### What to do
Your task is to reproduce exactly the lines that run from the beginning of the data through the line where "use tracing::debug;" appears.

### Provided data
----

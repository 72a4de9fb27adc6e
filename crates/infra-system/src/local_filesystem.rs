// Local filesystem adapter for JobFilesystem
use pdf2html_core::port::{EntryMeta, JobFilesystem};
use std::fs;
use std::io;
use std::path::Path;
use std::time::{SystemTime, UNIX_EPOCH};
use tracing::debug;

/// JobFilesystem backed by `std::fs`
#[derive(Debug, Default, Clone, Copy)]
pub struct LocalFilesystem;

impl LocalFilesystem {
    pub fn new() -> Self {
        Self
    }
}

fn to_epoch_millis(time: SystemTime) -> i64 {
    match time.duration_since(UNIX_EPOCH) {
        Ok(d) => d.as_millis() as i64,
        Err(e) => -(e.duration().as_millis() as i64),
    }
}

impl JobFilesystem for LocalFilesystem {
    fn create_dir_all(&self, path: &Path) -> io::Result<()> {
        fs::create_dir_all(path)
    }

    fn remove_dir_all(&self, path: &Path) -> io::Result<()> {
        fs::remove_dir_all(path)
    }

    fn list_entries(&self, root: &Path) -> io::Result<Vec<EntryMeta>> {
        let mut entries = Vec::new();

        for entry in fs::read_dir(root)? {
            let entry = entry?;
            // Entries can vanish between readdir and stat (a request finishing)
            let meta = match entry.metadata() {
                Ok(meta) => meta,
                Err(e) => {
                    debug!(path = %entry.path().display(), error = %e, "Skipping entry");
                    continue;
                }
            };

            let modified_millis = meta.modified().map(to_epoch_millis).unwrap_or(i64::MAX);

            entries.push(EntryMeta {
                path: entry.path(),
                is_dir: meta.is_dir(),
                modified_millis,
            });
        }

        Ok(entries)
    }
}

#[cfg(test)]
mod tests {
    use super::*;
    use tempfile::TempDir;

    #[test]
    fn test_create_list_remove() {
        let tmp = TempDir::new().unwrap();
        let fs_adapter = LocalFilesystem::new();
        let job_dir = tmp.path().join("work").join("job-1");

        fs_adapter.create_dir_all(&job_dir).unwrap();
        std::fs::write(job_dir.join("input.pdf"), b"%PDF").unwrap();
        std::fs::write(tmp.path().join("work").join("note.txt"), b"x").unwrap();

        let mut entries = fs_adapter.list_entries(&tmp.path().join("work")).unwrap();
        entries.sort_by(|a, b| a.path.cmp(&b.path));

        assert_eq!(entries.len(), 2);
        assert_eq!(entries[0].path, job_dir);
        assert!(entries[0].is_dir);
        assert!(!entries[1].is_dir);

        let now = to_epoch_millis(SystemTime::now());
        assert!((now - entries[0].modified_millis).abs() < 60_000);

        fs_adapter.remove_dir_all(&job_dir).unwrap();
        assert!(!job_dir.exists());
    }

    #[test]
    fn test_list_missing_root_errors() {
        let tmp = TempDir::new().unwrap();
        let err = LocalFilesystem::new()
            .list_entries(&tmp.path().join("missing"))
            .unwrap_err();

        assert_eq!(err.kind(), io::ErrorKind::NotFound);
    }

    #[test]
    fn test_remove_missing_is_not_found() {
        let tmp = TempDir::new().unwrap();
        let err = LocalFilesystem::new()
            .remove_dir_all(&tmp.path().join("gone"))
            .unwrap_err();

        assert_eq!(err.kind(), io::ErrorKind::NotFound);
    }
}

----

### Written response
repository 72a4de9fb27adc6e
filename crates/infra-system/src/local_filesystem.rs
// Local filesystem adapter for JobFilesystem
use pdf2html_core::port::{EntryMeta, JobFilesystem};
use std::fs;
use std::io;
use std::path::Path;
use std::time::{SystemTime, UNIX_EPOCH};
use tracing::debug;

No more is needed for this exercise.